Question

A thin, uniform rod with negligible mass and length $0.200m$ is attached to the floor by a frictionless hinge at point $P($as shown in fig$)$. A horizontal spring with force constant $k=4.80N{m}^{-1}$ connects the other end of the rod to a vertical wall. The rod is in a uniform magnetic field $B=0.340T$ directed into the plane of the figure. There is current $I=6.50A$ in the rod, in the direction shown. When the rod is in equilibrium and makes an angle of ${53.0}^o$ with the floor, is the spring stretched or compressed?

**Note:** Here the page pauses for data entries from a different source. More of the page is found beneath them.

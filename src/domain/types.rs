//! Shared domain types.

use chrono::NaiveDate;

use crate::error::AppError;

/// One normalized row of the weekly sales export: a `(store, week)` observation
/// with its sales figure and the external factors recorded for that week.
///
/// Records are immutable once written to the store; there is no update or
/// delete path. `(store, week_date)` is *not* unique: reloading the same CSV
/// appends duplicates rather than merging them.
#[derive(Debug, Clone, PartialEq)]
pub struct WeeklySalesRecord {
    pub store: u32,
    /// Calendar date identifying the reporting week (start-of-week convention
    /// assumed from the source data, not enforced).
    pub week_date: NaiveDate,
    pub weekly_sales: f64,
    /// Binary holiday indicator. The source promises {0, 1} but we coerce to
    /// `u8` without range-checking, matching the permissiveness of the
    /// original exports.
    pub holiday_flag: u8,
    pub temperature: f64,
    pub fuel_price: f64,
    pub cpi: f64,
    pub unemployment: f64,
}

/// An inclusive `[start, end]` date range.
///
/// Construction validates the ordering, so a `DateRange` value is always
/// well-formed and can be handed to the query layer without re-checking.
#[derive(Debug, Clone, Copy, PartialEq, Eq)]
pub struct DateRange {
    start: NaiveDate,
    end: NaiveDate,
}

impl DateRange {
    pub fn new(start: NaiveDate, end: NaiveDate) -> Result<Self, AppError> {
        if start > end {
            return Err(AppError::Validation(format!(
                "start date {start} is after end date {end}"
            )));
        }
        Ok(Self { start, end })
    }

    pub fn start(&self) -> NaiveDate {
        self.start
    }

    pub fn end(&self) -> NaiveDate {
        self.end
    }

    /// Clamp both endpoints into `bounds`. Used by the dashboard to keep the
    /// user-entered range inside the store's observed min/max dates.
    pub fn clamp_to(&self, bounds: DateRange) -> DateRange {
        DateRange {
            start: self.start.clamp(bounds.start, bounds.end),
            end: self.end.clamp(bounds.start, bounds.end),
        }
    }

    pub fn contains(&self, date: NaiveDate) -> bool {
        self.start <= date && date <= self.end
    }
}

impl std::fmt::Display for DateRange {
    fn fmt(&self, f: &mut std::fmt::Formatter<'_>) -> std::fmt::Result {
        write!(f, "{} .. {}", self.start, self.end)
    }
}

• A. $0.05765m,$ stretched
• B. $0.05765m,$ compressed
• C. $0.0242m,$ stretched
• D. $0.0242m,$ compressed

Answer 1

The correct option is A $0.05765m,$ stretched

At equilibrium condition (as shown picture)
As current is flowing in $x-y$ plane and $\overrightarrow{B}$ is along z direction so angle between I$\overrightarrow{l}$ & $\overrightarrow{B}$ is $90°$
Force $F_B$ is perpendicular to radius as shown
$\overrightarrow{F_B}=I(\overrightarrow{l}\times \overrightarrow{B})\Rightarrow F_B=ILB\sin 90°=ILB$
By using Fleming's left hand rule we can find direction of $F_B$ and is already shown in figure
Due to $F_B$ the rod rotates in clockwise direction
So the spring gets stretched
So a force $kx$ is acting as shown
At equilibrium conditions moment at point P due to $F_B$= moment at point P due to spring force
$\Rightarrow \frac{\overrightarrow{l}}{2}\times \overrightarrow{F_B}=\overrightarrow{l}\times \left(k\overrightarrow{x}\right)$
$\Rightarrow \frac{l}{2}{F}_B\sin 90=lkx\sin (180-53°)$
$\Rightarrow \frac{F_B}{2}=kx\sin 53$
$\Rightarrow \frac{ILB}{2}=kx\sin 53$
$\Rightarrow x=\frac{ILB}{2k\sin 53}$
$\Rightarrow x=\frac{6.5\times 0.2\times 0.34}{2\times 4.8\sin 53}$
$=\frac{0.04604}{0.7986}$
$x=0.05764m$ stretched
Answer A